Мудрый человек ничего не накапливает. Он все делает для людей и все отдает другим. Небесное дао приносит всем существам пользу и им не вредит. Дао мудрого человека — эго деяние без борьбы.
Приложение
Из «Гуань Инь-Цзы»[92]
Вне присутствия дао нельзя говорить, но то, о чем поведать нельзя, — это дао. Вне присутствия дао нельзя размышлять, но то, о чем помыслить нельзя, — это дао.
В дао нет ничего от человека. Мудрый не судит: «Это дао, а то — не дао». В дао нет ничего от своего «я». Мудрый не различает между пребыванием в дао и отстранением от него. В том, что дао нет, — залог того, что дао есть. В том, что мудрый держится за дао, — залог того, что он потеряет дао.
Горшечник может создать десять тысяч горшков, но ни один горшок не может ни создать горшечника, ни уничтожить его. Дао может создать десять тысяч вещей, но ни одна вещь не сможет ни создать дао, ни уничтожить его.

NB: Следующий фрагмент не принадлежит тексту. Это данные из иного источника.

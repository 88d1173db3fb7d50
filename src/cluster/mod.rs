//! Cluster role and transport capability
//!
//! The viewer runs on a master/client rendering cluster. The transport
//! itself (frame-locked state broadcast, reliable point-to-point transfers)
//! belongs to the host framework; the viewer only needs to know its role,
//! its own address, and how to hand off a reliable payload.

pub mod state;

/// Role and transport surface provided by the host clustering framework.
pub trait ClusterChannel: Send + Sync {
    /// Whether this node authors the shared state each synchronized frame.
    fn is_master(&self) -> bool;

    /// Address of this node, matched against the configured capture host.
    fn this_node_address(&self) -> &str;

    /// Total node count, master included.
    fn node_count(&self) -> usize;

    /// Reliable out-of-band transfer to every client, tagged with a
    /// package id that comes back through the acknowledgment callback.
    fn transfer_reliable(&self, payload: &[u8], tag: i32);
}

/// Single-node stand-in used when running without a cluster.
#[derive(Debug, Clone)]
pub struct SoloNode {
    address: String,
}

impl SoloNode {
    pub fn new(address: impl Into<String>) -> Self {
        Self {
            address: address.into(),
        }
    }
}

impl ClusterChannel for SoloNode {
    fn is_master(&self) -> bool {
        true
    }

    fn this_node_address(&self) -> &str {
        &self.address
    }

    fn node_count(&self) -> usize {
        1
    }

    fn transfer_reliable(&self, payload: &[u8], tag: i32) {
        log::debug!("solo node: dropping reliable transfer of {} bytes (tag {tag})", payload.len());
    }
}
//! Application wiring
//!
//! `DomeViewerApp` owns the single authoritative snapshot of shared state
//! and drives the synchronized-frame protocol the host framework calls
//! into: `pre_sync` on the master, encode/broadcast, decode on every other
//! node, `post_sync`, then `draw`. Capture, transfer, and scene commands
//! all hang off this type.

use std::sync::Arc;
use std::thread::JoinHandle;

use bytes::BytesMut;
use crossbeam_channel::Sender;
use glam::Mat4;
use parking_lot::Mutex;

use crate::capture::lifecycle::CaptureLifecycle;
use crate::capture::worker::{CaptureWorker, FrameInspector};
use crate::capture::CaptureSource;
use crate::cluster::state::{ClusterState, StagedSettings, WireError};
use crate::cluster::ClusterChannel;
use crate::gfx::{GpuUploader, Renderer, RenderContext, TextureId};
use crate::scene::composer::{SceneComposer, SceneTextures};
use crate::scene::control::{apply_command, CommandQueue};
use crate::scene::plane::{new_content_plane, CAPTURE_PLANE_COUNT};
use crate::settings::ViewerSettings;
use crate::transfer::{run_loader, LoaderRequest, TransferGfx, TransferState};

pub struct DomeViewerApp {
    state: ClusterState,
    staged: StagedSettings,
    composer: SceneComposer,

    channel: Arc<dyn ClusterChannel>,
    lifecycle: Arc<CaptureLifecycle>,
    transfer: Arc<TransferState>,
    transfer_gfx: Arc<Mutex<TransferGfx>>,
    loader_tx: Option<Sender<LoaderRequest>>,
    loader_handle: Option<JoinHandle<()>>,
    commands: Arc<Mutex<CommandQueue>>,

    live_capture: TextureId,
    owned_snapshots: Vec<TextureId>,
    capture_size: (i32, i32),
    synced_texture_count: usize,

    default_fisheyes: Vec<String>,
    default_fisheye_delay: f64,
    next_fisheye_time: f64,
}

impl DomeViewerApp {
    /// Bring the viewer up at context-creation time: open the capture
    /// source, allocate the live and snapshot textures, start capture, and
    /// (on the master) start the transfer loader thread.
    ///
    /// A capture open failure is fatal only on the node that owns the
    /// device; everywhere else it is logged and capture stays idle.
    pub fn new(
        settings: &ViewerSettings,
        channel: Arc<dyn ClusterChannel>,
        source: Box<dyn CaptureSource>,
        capture_context: Box<dyn RenderContext>,
        capture_uploader: Box<dyn GpuUploader>,
        transfer_gfx: TransferGfx,
        uploader: &mut dyn GpuUploader,
    ) -> anyhow::Result<Self> {
        let mut worker = CaptureWorker::new(
            settings.capture.clone(),
            source,
            capture_context,
            capture_uploader,
        );

        let is_capture_host = channel.this_node_address() == settings.capture.host;
        let mut capture_size = (0, 0);
        let capture_ready = match worker.open_source() {
            Ok(size) => {
                capture_size = size;
                true
            }
            Err(e) if is_capture_host => {
                return Err(anyhow::anyhow!("capture device open failed: {e}"));
            }
            Err(e) => {
                log::warn!("capture unavailable on this node: {e}");
                false
            }
        };

        let mut live_capture = TextureId::NONE;
        let mut owned_snapshots = Vec::new();
        if capture_ready {
            match uploader.alloc_texture(capture_size.0, capture_size.1) {
                Ok(tex) => live_capture = tex,
                Err(e) => log::error!("live capture texture allocation failed: {e}"),
            }
            for _ in 0..CAPTURE_PLANE_COUNT {
                match uploader.alloc_texture(capture_size.0, capture_size.1) {
                    Ok(tex) => owned_snapshots.push(tex),
                    Err(e) => {
                        log::error!("snapshot texture allocation failed: {e}");
                        owned_snapshots.push(TextureId::NONE);
                    }
                }
            }
        }
        worker.set_target(live_capture);

        let lifecycle = Arc::new(CaptureLifecycle::new(worker, channel.this_node_address()));
        let transfer = Arc::new(TransferState::new());
        let transfer_gfx = Arc::new(Mutex::new(transfer_gfx));

        let (loader_tx, loader_handle) = if channel.is_master() {
            let (tx, rx) = crossbeam_channel::unbounded();
            let handle = std::thread::Builder::new()
                .name("transfer-loader".to_string())
                .spawn({
                    let transfer = Arc::clone(&transfer);
                    let channel = Arc::clone(&channel);
                    let lifecycle = Arc::clone(&lifecycle);
                    let transfer_gfx = Arc::clone(&transfer_gfx);
                    move || run_loader(transfer, rx, channel, lifecycle, transfer_gfx)
                })?;
            (Some(tx), Some(handle))
        } else {
            (None, None)
        };

        let state = ClusterState::new();
        let mut composer = SceneComposer::new();
        composer.rebuild(&state, capture_size, &[]);

        let mut app = Self {
            state,
            staged: StagedSettings::default(),
            composer,
            channel,
            lifecycle,
            transfer,
            transfer_gfx,
            loader_tx,
            loader_handle,
            commands: Arc::new(Mutex::new(CommandQueue::new())),
            live_capture,
            owned_snapshots,
            capture_size,
            synced_texture_count: 0,
            default_fisheyes: settings.default_fisheyes.clone(),
            default_fisheye_delay: settings.default_fisheye_delay,
            next_fisheye_time: 0.0,
        };

        if capture_ready {
            app.lifecycle.update(true);
        }

        Ok(app)
    }

    pub fn state(&self) -> &ClusterState {
        &self.state
    }

    /// UI-staged values the master folds in on the next encode.
    pub fn staged_mut(&mut self) -> &mut StagedSettings {
        &mut self.staged
    }

    pub fn lifecycle(&self) -> &CaptureLifecycle {
        self.lifecycle.as_ref()
    }

    /// Number of still textures every node has finished uploading.
    pub fn synced_texture_count(&self) -> usize {
        self.synced_texture_count
    }

    pub fn capture_rate(&self) -> f64 {
        self.lifecycle.worker().lock().capture_rate()
    }

    /// Enqueue one decoded scene operation string (from the QR path).
    pub fn queue_operation(&self, raw: &str) {
        self.commands.lock().push_unique(raw);
    }

    /// Install the per-frame inspector on the capture worker (runs on the
    /// polling thread; return false to keep a frame off the dome).
    pub fn install_frame_inspector(&self, inspector: FrameInspector) {
        self.lifecycle.worker().lock().set_inspector(inspector);
    }

    /// Master: stage dropped image files and kick the loader thread.
    pub fn drop_paths(&mut self, paths: &[String]) {
        if !self.channel.is_master() {
            return;
        }
        if self.transfer.stage_paths(paths) > 0 {
            self.request_transfer();
        }
    }

    fn request_transfer(&self) {
        if let Some(tx) = &self.loader_tx {
            let _ = tx.send(LoaderRequest::Transfer);
        }
    }

    /// Master, before the state broadcast: stamp the shared clock, run the
    /// default-fisheye schedule, and publish finished uploads.
    pub fn pre_sync(&mut self, now: f64) {
        if !self.channel.is_master() {
            return;
        }

        self.state.time = now;

        if !self.default_fisheyes.is_empty() {
            if self.next_fisheye_time == 0.0 {
                self.next_fisheye_time = now + self.default_fisheye_delay;
            } else if now > self.next_fisheye_time {
                let next = self.default_fisheyes.remove(0);
                if self.transfer.stage_paths(&[next]) > 0 {
                    self.request_transfer();
                }
                self.next_fisheye_time = 0.0;
            }
        }

        if let Some((total, added)) = self.transfer.take_completed() {
            self.synced_texture_count = total;
            // Point the dome at the first image of the new batch, but only
            // if no image was ever selected.
            if self.state.dome_tex_index < 0 && added > 0 {
                let index = total as i32 - added;
                self.state.dome_tex_index = index;
                self.staged.dome_tex_index = index;
            }
        }
    }

    /// Master: serialize the shared snapshot for this synchronized frame.
    pub fn encode(&mut self) -> BytesMut {
        let mut buf = BytesMut::new();
        self.state.encode(&self.staged, &mut buf);
        buf
    }

    /// Clients: adopt the master's snapshot.
    pub fn decode(&mut self, payload: &[u8]) -> Result<(), WireError> {
        self.state.read_from(&mut &payload[..])
    }

    /// After the snapshot settled on every node: apply queued scene
    /// commands and rebuild derived geometry if flagged.
    pub fn post_sync(&mut self, uploader: &mut dyn GpuUploader) {
        let commands = self.commands.lock().drain();
        if !commands.is_empty() {
            let (width, height) = self.capture_size;
            let live = self.live_capture;
            let snapshots = &self.owned_snapshots;
            for command in &commands {
                apply_command(
                    command,
                    &mut self.state.planes_global,
                    &mut self.state.planes_local,
                    CAPTURE_PLANE_COUNT,
                    &mut |i| {
                        if let Some(&dst) = snapshots.get(i) {
                            if live.is_valid() && dst.is_valid() {
                                uploader.copy_texture(live, dst, width, height);
                            }
                        }
                    },
                );
            }
        }

        if self.state.recreate_planes {
            self.rebuild_planes();
            self.state.recreate_planes = false;
        }
    }

    fn rebuild_planes(&mut self) {
        let aspects: Vec<f32> = self
            .transfer
            .textures()
            .iter()
            .map(|t| t.aspect)
            .collect();
        self.composer.rebuild(&self.state, self.capture_size, &aspects);
    }

    /// Render one frame and re-evaluate the capture policy from what the
    /// frame actually consumed.
    pub fn draw(&mut self, renderer: &mut dyn Renderer, mvp: Mat4) {
        let synced: Vec<TextureId> = self.transfer.textures().iter().map(|t| t.tex).collect();
        let textures = SceneTextures {
            live_capture: self.live_capture,
            synced: &synced,
            owned_snapshots: &self.owned_snapshots,
        };

        let demand = self
            .composer
            .draw(renderer, &mut self.state, &textures, mvp);

        self.lifecycle.update(demand.live_capture);
    }

    /// Append a fresh content plane (master UI).
    pub fn add_content_plane(&mut self) {
        let index = self.state.planes_global.len() + 1 - CAPTURE_PLANE_COUNT;
        let (global, local) = new_content_plane(index);
        self.state.planes_global.push(global);
        self.state.planes_local.push(local);
        self.state.recreate_planes = true;
    }

    /// Transport callback: a transferred image arrived on this node.
    pub fn on_data_received(&self, payload: &[u8], package: i32) {
        log::info!("decoding {} bytes in transfer id {package}", payload.len());
        self.transfer.note_received(package);

        self.lifecycle.suspended(|| {
            if let Err(e) = self.transfer.read_image(payload) {
                log::warn!("dropping transferred image {package}: {e}");
            }
            let mut gfx = self.transfer_gfx.lock();
            let gfx = &mut *gfx;
            gfx.context.make_current();
            self.transfer.upload_pending(&mut *gfx.uploader);
            gfx.context.detach();
        });
    }

    /// Transport callback: one client acknowledged a transfer.
    pub fn on_transfer_ack(&self, package: i32, node: usize) {
        log::info!("transfer id {package} completed on node {node}");
        self.transfer.on_ack(package, self.channel.node_count());
    }

    pub fn save_preset(&self, path: &std::path::Path) -> Result<(), WireError> {
        self.state.save_preset(path)
    }

    /// Master: replace the snapshot from a preset file; it reaches the
    /// clients through the next broadcast.
    pub fn load_preset(&mut self, path: &std::path::Path) -> Result<(), WireError> {
        self.state.load_preset(path)?;
        self.state.recreate_planes = true;
        Ok(())
    }

    /// Stop capture and join the loader thread. Called once at exit.
    pub fn shutdown(&mut self) {
        self.lifecycle.worker().lock().stop();
        if let Some(tx) = self.loader_tx.take() {
            let _ = tx.send(LoaderRequest::Shutdown);
        }
        if let Some(handle) = self.loader_handle.take() {
            let _ = handle.join();
        }
    }
}

impl Drop for DomeViewerApp {
    fn drop(&mut self) {
        self.shutdown();
    }
}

Мудрый знает, что сознание едино, вещи едины, дао едино, и все они объединяются в одно. Он не меряет неизменным изменчивое и не ущемляет изменчивым неизменное.
Помраченность разума указывает на отсутствующее в наличном. Ее нельзя обнаружить. Ощущения приятные или неприятные являются нечто, возникающее из ничего. Их нельзя сокрыть. От приятных и неприятных ощущений проистекает знание, но оно касается только движения вещей. От помраченности разума проистекает незнание, но благодаря ему постигаешь вездесущность дао.
Одна искра может спалить десять тысяч вещей, но когда исчезнут вещи, где пребывать огню? Одно мгновение дао может обратить в небытие десять тысяч вещей, но когда исчезнут вещи, где же пребывать дао?
Стрельба из лука, верховая езда, игра на цине[93] или игра в шашки — все эти искусства невозможно постичь в одно мгновение. Только дао не имеет ни форм, ни правил, и его можно постичь в одно мгновение.
Мое дао подобно пребыванию в темном месте. Находясь на свету, нельзя ничего увидеть в темноте. Пребывая же в темноте, увидишь все, что находится на свету.
Мое дао подобно мечу. Обращая меч против других, извлекаешь выгоды для себя. Хватаясь за меч руками, нанесешь себе рану.
Смерть в утробе. Смерть в яйце. Хотя мир велик, надежного знания о нем не добудешь. Мир и наше знание о нем — все равно что лезвие меча и рука: пока рука не дотрагивается до меча, она себя не поранит.
Во сне, в зеркале, в воде пребывает мир. Чтобы убрать мир, который снится, нужно не спать. Чтобы убрать вещи, которые отражаются в зеркале, нужно не смотреть в него. Чтобы убрать вещи, которые наполняют мир, нужно опорожнить сосуд, вмещающий их. Все, что есть и чего нет там, находится здесь, а не там. Вот почему мудрый не устраняет мир, а устраняет знание о нем.
Рыба, которая не хочет быть такой, как все рыбы, выбрасывается на берег и там погибает. Тигр, который не хочет быть таким, как все тигры, спускается с гор в город и там попадает в клетку. Мудрый не отличается от обыкновенных людей, поэтому ему нельзя воздвигнуть препоны.
«В самом себе не имей, где пребывать»[94]. Следуй формам вещей вокруг тебя. Будь текуч, как вода, покоен, как зеркало, отзывчив, как эхо, и невозмутим, как тишина. Соединяйся с негласным, обретай потерянное. Не стремись определить других, но неотступно следуй за ними.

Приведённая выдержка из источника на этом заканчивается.